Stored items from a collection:
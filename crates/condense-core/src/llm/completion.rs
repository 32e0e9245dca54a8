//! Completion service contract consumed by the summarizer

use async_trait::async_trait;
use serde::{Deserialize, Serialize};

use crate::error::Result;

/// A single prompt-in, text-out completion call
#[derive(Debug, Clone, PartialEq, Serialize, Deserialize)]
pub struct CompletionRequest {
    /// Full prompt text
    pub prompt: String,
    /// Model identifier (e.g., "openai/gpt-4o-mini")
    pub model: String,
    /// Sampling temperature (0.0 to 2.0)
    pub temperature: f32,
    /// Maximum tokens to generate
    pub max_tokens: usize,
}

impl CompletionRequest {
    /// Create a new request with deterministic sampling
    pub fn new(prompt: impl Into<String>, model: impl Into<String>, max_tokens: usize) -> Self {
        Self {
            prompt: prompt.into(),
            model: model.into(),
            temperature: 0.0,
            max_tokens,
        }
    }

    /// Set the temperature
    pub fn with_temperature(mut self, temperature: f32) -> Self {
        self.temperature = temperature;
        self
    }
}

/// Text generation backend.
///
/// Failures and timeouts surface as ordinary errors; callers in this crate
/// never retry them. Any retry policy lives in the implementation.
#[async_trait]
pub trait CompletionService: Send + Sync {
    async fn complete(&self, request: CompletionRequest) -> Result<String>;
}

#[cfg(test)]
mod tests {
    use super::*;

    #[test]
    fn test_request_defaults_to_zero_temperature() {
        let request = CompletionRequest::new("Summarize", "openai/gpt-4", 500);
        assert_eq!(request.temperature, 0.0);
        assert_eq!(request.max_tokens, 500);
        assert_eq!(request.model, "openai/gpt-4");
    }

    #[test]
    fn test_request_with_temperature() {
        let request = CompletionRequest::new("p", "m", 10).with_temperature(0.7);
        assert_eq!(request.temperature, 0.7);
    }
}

* * *

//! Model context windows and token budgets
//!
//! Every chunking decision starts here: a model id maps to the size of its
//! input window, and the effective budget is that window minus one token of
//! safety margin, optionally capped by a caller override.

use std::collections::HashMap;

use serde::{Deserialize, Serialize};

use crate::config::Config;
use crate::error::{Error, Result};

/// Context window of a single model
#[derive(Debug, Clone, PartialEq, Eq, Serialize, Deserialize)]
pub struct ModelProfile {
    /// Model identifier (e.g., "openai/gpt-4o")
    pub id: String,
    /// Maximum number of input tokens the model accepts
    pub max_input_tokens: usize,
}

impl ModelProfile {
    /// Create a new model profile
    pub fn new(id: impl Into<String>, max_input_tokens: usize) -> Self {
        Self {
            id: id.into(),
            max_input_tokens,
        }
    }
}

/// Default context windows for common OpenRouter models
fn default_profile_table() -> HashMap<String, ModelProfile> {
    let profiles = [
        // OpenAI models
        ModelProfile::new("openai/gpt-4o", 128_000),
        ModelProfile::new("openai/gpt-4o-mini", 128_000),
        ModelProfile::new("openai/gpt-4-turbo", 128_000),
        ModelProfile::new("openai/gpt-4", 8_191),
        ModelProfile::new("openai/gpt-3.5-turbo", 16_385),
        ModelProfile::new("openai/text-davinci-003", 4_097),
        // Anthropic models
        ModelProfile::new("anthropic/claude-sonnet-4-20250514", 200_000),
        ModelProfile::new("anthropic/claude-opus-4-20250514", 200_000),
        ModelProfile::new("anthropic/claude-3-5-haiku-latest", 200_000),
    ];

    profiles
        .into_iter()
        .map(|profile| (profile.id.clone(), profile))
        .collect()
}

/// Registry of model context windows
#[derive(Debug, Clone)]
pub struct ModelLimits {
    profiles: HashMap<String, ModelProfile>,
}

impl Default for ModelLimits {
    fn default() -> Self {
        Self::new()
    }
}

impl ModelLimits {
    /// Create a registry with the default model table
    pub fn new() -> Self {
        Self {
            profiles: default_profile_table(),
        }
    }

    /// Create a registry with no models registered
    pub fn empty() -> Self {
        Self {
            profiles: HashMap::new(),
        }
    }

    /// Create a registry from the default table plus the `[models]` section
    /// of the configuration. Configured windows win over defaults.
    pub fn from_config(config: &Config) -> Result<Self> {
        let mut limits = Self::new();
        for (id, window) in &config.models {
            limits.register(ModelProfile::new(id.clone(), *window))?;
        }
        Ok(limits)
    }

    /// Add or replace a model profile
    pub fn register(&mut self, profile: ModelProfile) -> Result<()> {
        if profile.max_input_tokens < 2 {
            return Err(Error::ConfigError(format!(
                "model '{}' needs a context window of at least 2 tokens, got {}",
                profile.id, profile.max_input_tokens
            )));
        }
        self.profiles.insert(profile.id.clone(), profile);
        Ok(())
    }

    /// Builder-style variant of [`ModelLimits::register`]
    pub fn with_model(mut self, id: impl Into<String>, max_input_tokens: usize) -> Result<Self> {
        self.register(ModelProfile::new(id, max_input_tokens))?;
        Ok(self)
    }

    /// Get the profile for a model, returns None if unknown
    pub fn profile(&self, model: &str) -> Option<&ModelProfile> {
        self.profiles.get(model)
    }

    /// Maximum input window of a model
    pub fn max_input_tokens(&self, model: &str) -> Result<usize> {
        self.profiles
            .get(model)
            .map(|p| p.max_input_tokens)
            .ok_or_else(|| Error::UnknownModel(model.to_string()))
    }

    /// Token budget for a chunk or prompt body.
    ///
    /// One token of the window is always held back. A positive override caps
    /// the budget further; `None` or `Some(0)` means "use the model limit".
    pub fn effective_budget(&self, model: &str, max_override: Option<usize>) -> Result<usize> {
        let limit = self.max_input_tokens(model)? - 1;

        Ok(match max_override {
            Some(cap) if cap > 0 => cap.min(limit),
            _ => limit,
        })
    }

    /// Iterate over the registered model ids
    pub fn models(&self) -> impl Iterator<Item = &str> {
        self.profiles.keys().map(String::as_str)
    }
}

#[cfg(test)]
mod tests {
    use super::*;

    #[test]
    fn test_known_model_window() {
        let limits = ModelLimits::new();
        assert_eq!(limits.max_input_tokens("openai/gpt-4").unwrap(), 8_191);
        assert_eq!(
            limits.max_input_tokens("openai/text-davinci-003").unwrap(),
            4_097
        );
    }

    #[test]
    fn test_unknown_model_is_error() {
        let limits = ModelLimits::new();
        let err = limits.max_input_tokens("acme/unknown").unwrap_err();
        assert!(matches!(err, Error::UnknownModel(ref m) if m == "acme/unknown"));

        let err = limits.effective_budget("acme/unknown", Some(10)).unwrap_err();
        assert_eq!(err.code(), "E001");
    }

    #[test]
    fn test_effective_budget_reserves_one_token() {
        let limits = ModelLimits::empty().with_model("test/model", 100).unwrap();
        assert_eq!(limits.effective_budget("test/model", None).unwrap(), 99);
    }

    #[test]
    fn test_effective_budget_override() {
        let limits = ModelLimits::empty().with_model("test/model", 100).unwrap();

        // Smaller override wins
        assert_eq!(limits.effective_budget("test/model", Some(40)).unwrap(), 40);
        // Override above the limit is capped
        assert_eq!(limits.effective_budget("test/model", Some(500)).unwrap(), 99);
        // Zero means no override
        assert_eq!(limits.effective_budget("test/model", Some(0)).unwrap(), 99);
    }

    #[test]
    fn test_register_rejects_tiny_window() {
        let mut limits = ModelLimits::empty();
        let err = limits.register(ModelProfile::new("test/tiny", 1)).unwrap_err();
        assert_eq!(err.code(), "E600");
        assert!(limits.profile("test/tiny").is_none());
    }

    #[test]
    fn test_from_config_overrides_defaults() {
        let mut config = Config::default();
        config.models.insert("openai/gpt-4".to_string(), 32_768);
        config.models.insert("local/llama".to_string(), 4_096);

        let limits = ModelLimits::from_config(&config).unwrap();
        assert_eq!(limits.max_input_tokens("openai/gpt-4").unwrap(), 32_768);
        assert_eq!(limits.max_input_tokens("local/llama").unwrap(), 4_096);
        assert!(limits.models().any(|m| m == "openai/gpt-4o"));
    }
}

* * *

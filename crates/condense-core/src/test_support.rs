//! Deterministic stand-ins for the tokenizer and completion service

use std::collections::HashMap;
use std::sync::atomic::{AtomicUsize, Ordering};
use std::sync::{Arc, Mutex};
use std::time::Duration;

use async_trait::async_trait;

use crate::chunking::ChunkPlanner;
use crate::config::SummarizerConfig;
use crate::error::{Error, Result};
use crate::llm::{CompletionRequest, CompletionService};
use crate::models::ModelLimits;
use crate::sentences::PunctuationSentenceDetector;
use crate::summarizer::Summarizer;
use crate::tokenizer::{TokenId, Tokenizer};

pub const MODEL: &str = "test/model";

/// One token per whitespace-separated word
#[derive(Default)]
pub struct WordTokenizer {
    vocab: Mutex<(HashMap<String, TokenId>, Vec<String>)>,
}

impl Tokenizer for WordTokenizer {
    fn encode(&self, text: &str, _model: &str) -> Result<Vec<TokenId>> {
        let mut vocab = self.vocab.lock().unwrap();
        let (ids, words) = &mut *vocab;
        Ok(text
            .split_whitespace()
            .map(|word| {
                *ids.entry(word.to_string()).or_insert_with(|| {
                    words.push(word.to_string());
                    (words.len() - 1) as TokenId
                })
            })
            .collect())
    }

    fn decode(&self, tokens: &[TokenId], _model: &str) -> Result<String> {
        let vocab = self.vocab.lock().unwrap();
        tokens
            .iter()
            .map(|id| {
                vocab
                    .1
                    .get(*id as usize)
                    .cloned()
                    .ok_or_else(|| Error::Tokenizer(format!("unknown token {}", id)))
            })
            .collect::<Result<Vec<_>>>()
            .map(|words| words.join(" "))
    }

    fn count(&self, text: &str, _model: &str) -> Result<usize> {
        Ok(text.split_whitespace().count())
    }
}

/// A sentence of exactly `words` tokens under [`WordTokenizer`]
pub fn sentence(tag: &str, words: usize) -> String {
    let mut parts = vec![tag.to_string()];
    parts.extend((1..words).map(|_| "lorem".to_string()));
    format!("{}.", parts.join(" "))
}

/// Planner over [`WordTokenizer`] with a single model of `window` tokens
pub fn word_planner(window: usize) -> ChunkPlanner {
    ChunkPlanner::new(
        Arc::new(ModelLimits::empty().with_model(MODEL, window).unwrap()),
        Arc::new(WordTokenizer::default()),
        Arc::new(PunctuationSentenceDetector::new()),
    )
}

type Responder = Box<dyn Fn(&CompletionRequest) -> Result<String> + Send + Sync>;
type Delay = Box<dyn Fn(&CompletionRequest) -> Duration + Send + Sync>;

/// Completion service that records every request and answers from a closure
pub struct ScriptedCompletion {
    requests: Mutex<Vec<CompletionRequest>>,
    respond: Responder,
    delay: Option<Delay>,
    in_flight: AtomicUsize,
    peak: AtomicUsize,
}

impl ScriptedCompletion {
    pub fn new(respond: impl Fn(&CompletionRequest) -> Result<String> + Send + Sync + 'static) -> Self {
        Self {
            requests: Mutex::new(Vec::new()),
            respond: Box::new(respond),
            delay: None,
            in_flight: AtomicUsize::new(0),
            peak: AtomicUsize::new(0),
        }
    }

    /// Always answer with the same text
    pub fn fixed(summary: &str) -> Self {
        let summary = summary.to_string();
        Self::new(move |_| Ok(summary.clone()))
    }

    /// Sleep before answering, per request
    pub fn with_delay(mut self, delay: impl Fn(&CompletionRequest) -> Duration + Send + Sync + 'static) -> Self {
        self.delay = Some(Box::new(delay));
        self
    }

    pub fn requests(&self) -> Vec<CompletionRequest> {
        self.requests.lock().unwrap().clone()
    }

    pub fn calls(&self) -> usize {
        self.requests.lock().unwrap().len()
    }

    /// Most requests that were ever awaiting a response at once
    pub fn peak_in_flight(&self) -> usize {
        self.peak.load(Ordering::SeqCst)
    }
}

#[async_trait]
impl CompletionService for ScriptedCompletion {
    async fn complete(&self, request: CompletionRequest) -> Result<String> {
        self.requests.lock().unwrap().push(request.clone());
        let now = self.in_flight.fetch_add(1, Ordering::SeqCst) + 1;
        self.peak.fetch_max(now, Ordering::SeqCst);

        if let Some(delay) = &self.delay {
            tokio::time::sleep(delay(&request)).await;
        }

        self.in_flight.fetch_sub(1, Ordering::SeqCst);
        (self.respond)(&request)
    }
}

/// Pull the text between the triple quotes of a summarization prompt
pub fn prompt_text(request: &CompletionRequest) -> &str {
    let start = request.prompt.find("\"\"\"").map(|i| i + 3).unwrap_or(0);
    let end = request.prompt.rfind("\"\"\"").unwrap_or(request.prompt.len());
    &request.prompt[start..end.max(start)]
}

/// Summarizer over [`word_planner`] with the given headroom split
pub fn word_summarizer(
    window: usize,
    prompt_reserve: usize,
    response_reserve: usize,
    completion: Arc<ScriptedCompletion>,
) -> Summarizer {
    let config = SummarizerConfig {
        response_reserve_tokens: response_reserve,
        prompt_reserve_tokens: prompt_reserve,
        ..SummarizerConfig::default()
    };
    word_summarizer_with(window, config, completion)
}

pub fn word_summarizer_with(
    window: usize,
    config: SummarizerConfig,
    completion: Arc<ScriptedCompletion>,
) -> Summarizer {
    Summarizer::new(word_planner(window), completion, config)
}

* [WHAT IS EXPECTED]
Go through the data and copy every line that includes "single".

* [OUTPUT]
/// A single prompt-in, text-out completion call
/// Context window of a single model
/// Planner over [`WordTokenizer`] with a single model of `window` tokens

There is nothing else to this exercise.